— HOW TO COMPLETE THIS TASK —
Search the records for the string "Undecodable", then copy each line that has it.

Saved entries:
• • •

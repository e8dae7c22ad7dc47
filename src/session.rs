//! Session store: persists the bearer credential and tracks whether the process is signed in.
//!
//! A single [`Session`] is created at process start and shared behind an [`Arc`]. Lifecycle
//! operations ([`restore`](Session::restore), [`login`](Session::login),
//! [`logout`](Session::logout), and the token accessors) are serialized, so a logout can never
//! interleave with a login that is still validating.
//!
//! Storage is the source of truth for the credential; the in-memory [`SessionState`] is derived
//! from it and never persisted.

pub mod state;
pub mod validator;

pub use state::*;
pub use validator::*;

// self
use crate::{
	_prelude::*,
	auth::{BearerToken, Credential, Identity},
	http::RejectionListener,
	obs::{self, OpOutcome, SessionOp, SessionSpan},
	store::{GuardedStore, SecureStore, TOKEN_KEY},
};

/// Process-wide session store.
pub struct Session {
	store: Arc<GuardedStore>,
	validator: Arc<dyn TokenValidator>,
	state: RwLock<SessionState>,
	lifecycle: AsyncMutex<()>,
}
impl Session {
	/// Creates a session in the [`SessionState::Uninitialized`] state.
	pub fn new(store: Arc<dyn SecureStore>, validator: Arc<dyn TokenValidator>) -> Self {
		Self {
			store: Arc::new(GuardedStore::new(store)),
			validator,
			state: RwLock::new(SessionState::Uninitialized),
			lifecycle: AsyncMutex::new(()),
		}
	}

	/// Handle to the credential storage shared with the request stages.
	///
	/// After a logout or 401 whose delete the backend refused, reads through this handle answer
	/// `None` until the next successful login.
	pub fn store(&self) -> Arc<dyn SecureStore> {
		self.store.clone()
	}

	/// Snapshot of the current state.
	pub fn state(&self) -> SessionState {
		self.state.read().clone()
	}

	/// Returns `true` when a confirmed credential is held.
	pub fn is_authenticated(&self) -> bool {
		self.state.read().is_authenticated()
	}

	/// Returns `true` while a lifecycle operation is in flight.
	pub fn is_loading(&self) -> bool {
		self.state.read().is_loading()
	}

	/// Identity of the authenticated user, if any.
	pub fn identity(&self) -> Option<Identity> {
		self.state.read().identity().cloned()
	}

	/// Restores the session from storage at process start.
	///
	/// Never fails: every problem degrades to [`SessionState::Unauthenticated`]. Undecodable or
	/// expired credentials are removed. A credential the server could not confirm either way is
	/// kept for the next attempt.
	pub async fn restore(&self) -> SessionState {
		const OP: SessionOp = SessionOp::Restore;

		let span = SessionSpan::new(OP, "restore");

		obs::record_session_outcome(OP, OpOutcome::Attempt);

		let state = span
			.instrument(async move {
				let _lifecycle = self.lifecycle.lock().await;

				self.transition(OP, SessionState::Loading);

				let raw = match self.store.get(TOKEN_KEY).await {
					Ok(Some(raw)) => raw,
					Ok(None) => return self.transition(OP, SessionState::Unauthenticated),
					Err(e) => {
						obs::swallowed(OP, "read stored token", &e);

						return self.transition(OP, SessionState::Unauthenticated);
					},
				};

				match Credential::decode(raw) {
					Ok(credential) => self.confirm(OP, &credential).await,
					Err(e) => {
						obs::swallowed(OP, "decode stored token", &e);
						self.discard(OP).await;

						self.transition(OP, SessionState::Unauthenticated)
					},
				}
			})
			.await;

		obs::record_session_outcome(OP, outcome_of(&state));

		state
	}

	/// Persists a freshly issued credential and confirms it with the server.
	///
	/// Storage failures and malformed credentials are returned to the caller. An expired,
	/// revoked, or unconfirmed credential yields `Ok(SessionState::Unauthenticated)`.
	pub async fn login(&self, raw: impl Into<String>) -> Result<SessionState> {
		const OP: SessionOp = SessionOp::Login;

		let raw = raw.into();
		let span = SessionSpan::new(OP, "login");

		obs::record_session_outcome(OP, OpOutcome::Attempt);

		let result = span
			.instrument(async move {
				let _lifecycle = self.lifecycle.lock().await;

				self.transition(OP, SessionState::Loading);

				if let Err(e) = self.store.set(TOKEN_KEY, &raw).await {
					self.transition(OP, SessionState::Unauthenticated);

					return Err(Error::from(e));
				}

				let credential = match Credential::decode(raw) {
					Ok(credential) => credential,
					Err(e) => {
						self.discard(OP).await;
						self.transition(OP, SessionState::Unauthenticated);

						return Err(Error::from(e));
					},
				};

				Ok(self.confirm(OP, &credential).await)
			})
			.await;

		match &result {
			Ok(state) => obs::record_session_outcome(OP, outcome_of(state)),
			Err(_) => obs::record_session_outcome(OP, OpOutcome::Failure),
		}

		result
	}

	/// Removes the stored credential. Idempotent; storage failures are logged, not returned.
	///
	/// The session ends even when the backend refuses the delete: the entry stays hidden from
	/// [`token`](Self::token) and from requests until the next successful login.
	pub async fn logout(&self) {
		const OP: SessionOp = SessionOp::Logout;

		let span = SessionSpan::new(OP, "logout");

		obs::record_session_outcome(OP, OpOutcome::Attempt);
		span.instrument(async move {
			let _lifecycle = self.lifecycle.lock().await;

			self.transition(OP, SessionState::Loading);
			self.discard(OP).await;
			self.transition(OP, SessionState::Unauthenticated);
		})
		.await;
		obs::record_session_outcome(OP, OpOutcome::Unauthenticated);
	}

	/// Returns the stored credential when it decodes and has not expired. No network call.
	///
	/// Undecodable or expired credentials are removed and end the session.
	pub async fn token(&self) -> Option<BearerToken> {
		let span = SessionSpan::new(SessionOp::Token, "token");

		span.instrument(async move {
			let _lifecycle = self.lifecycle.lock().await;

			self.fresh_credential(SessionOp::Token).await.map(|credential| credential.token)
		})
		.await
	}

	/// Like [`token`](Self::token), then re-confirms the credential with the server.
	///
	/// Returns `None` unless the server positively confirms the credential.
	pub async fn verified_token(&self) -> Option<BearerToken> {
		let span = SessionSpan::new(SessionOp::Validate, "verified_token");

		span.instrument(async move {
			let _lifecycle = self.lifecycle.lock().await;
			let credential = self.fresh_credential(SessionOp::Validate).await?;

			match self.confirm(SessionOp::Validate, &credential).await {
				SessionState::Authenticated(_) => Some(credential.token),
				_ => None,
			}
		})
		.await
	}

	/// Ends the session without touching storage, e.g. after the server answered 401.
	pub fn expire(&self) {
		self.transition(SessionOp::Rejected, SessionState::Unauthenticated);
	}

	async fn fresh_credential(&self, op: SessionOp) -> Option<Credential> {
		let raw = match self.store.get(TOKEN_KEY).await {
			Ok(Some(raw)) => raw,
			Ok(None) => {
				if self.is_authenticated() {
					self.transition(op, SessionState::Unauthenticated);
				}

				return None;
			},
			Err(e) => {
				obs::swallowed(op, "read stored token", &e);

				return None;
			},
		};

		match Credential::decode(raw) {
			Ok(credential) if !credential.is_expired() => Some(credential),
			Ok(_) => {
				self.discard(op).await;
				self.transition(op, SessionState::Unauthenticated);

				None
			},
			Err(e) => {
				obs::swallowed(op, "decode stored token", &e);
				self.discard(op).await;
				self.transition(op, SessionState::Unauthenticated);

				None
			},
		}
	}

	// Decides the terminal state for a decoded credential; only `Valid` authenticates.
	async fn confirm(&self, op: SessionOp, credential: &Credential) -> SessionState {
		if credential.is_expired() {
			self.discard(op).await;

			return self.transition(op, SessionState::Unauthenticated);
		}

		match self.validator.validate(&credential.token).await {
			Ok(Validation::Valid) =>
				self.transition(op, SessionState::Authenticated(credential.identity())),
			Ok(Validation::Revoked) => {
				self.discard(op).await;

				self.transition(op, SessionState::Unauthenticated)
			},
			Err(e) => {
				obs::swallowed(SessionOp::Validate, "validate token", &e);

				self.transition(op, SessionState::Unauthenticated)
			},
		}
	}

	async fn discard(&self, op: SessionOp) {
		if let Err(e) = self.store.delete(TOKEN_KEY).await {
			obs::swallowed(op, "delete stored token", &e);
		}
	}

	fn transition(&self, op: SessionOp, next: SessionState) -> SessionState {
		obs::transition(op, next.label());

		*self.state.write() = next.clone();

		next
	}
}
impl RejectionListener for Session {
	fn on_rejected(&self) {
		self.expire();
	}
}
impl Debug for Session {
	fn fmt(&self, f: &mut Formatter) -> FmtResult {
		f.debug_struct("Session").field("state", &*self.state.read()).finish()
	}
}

• • •

— RESULT FOR THIS TASK —
	/// Never fails: every problem degrades to [`SessionState::Unauthenticated`]. Undecodable or
	/// Undecodable or expired credentials are removed and end the session.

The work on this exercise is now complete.